Pholetesor ornigis is a small braconid wasp. It parasitizes younger (mostly sap-feeder) stages of the STLM larva. It is an endoparasitoid, meaning that its larva develops entirely inside the leafminer larva. However, when done feeding it does emerge from its host's body to spin a football-shaped, tightly woven silken cocoon, usually next to the host cadaver, within the mine. The cocoon is pale in color with a dark band around the middle. The STLM larva is able to continue to feed and grow somewhat before being killed by the parasite within. You can monitor for parasitism by Pholetesor by carefully opening mines, as described for Sympiesis (see MBCN Vol 3. No. 7). A leafminer killed by Pholetesor will appear as a dead and shrunken larva, with the parasite pupa nearby. Adult Pholetesor are attracted to the color yellow, and yellow sticky traps, such as those used for monitoring apple maggot, can be used to monitor the adult flight period of this important parasite.
The life cycle of Pholetesor is very closely synchronized with that of STLM, making it a very efficient parasite during all three STLM generations. In studies in Wisconsin, it appears to contribute less parasitism than Sympiesis during the second leafminer generation. However, we have found that Sympiesis will parasitize STLM larvae that have already been internally parasitized by Pholetesor. Therefore, it is likely that Pholetesor would have an even greater impact on the second leafminer generation in the absence of Sympiesis.
Pholetesor adults do not host-feed as do Sympiesis. But they are highly fecund; under laboratory conditions of high leafminer density, Pholetesor females parasitized an average of 370 leafminer larvae. They require a carbohydrate source such as flower nectar or insect honeydew.
Conserving leafminer natural enemies. Successful biological control of spotted tentiform leafminer requires conservation of its natural enemies, especially the parasitoids. In laboratory studies we have shown that the adult wasp stage of Pholetesor is highly susceptible to the traditional organophosphate, carbamate, and synthetic pyrethroid insecticides commonly used in apple orchards. Sympiesis is also susceptible to these materials. Of the two parasitoids, Pholetesor has the greatest synchrony with its host, and its own generations are more discrete. Therefore, I believe that conservation biological control of Pholetesor is more manageable than that of Sympiesis. Pholetesor adults are flying during the young sap-feeder stages of STLM. First generation flight of Pholetesor occurs during the petal fall period, and for several days after. Although the petal fall insecticide has long been considered critical for managing early season apple pests, we know that it is not always necessary. If leafrollers are a major concern, they can frequently be managed with conventional insecticides before bloom, or with microbial insecticides based on Bacillus thuringiensis before bloom or at petal fall. Codling moth activity often doesn't peak until after petal fall; this can be monitored with pheromone traps. Plum curculio is the remaining major apple pest that can cause damage at and after petal fall. By careful visual monitoring, you can determine if it is necessary to control plum curculio. Many Wisconsin growers have found that it is not necessary to use the petal fall insecticide every year. By eliminating this spray when possible, they are not only saving money, but are conserving Pholetesor and improving on biological control. The other flight periods of Pholetesor can also be determined by using yellow sticky cards, as described above, or by monitoring when the STLM generation is in the sap feeder stage. If possible, avoid spraying during these flight periods also.

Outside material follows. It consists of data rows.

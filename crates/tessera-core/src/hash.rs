//! Row-key hashing.
//!
//! Distinct and left-join compensation need to treat a tuple of cell values
//! as a set/map key. `Value` holds floats, so it is not `Hash`/`Eq` itself;
//! instead each tuple is hashed into a fixed digest with a kind tag and a
//! length-prefixed payload per value so differently-shaped tuples cannot
//! collide byte-wise.

use crate::value::Value;

/// Digest of one key tuple, usable as a `HashMap`/`HashSet` key.
#[derive(Debug, Clone, Copy, PartialEq, Eq, Hash)]
pub struct RowKey([u8; 32]);

/// Hash a tuple of values into a `RowKey`.
pub fn row_key(values: &[Value]) -> RowKey {
    let mut hasher = blake3::Hasher::new();
    for value in values {
        hash_value(&mut hasher, value);
    }
    RowKey(*hasher.finalize().as_bytes())
}

fn hash_value(hasher: &mut blake3::Hasher, value: &Value) {
    // Kind tag first, so Int(0) and Float(0.0) stay distinct keys.
    hasher.update(&[kind_tag(value)]);
    match value {
        Value::Null => {}
        Value::Int(v) => {
            hasher.update(&v.to_le_bytes());
        }
        Value::Float(v) => {
            // Canonicalize so keys agree with `value_cmp`: -0.0 keys as 0.0
            // and every NaN bit pattern keys alike.
            let bits = if v.is_nan() {
                f64::NAN.to_bits()
            } else {
                (v + 0.0).to_bits()
            };
            hasher.update(&bits.to_le_bytes());
        }
        Value::Str(s) => {
            hasher.update(&(s.len() as u64).to_le_bytes());
            hasher.update(s.as_bytes());
        }
    }
}

fn kind_tag(value: &Value) -> u8 {
    match value {
        Value::Null => 0,
        Value::Int(_) => 1,
        Value::Float(_) => 2,
        Value::Str(_) => 3,
    }
}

Apple growers continue to adopt Integrated Pest Management practices, including careful monitoring of pests and natural enemies, and the use of alternative pest control practices. In these cases, we are seeing a reduction in the use of broad spectrum insecticides that are harmful to beneficials such as Sympiesis and Pholetesor, and an overall decrease in secondary pest problems such as leafminers, aphids, and spider mites. With a little effort, and an understanding of the natural enemies and their requirements, conservation biological control of spotted tentiform leafminer can be a reality in Midwestern orchards.
I need to acknowledge the contributions of my former graduate students Nino Ridgway and Robert Dahl, who contributed significantly to the understanding of the natural enemies of spotted tentiform leafminer.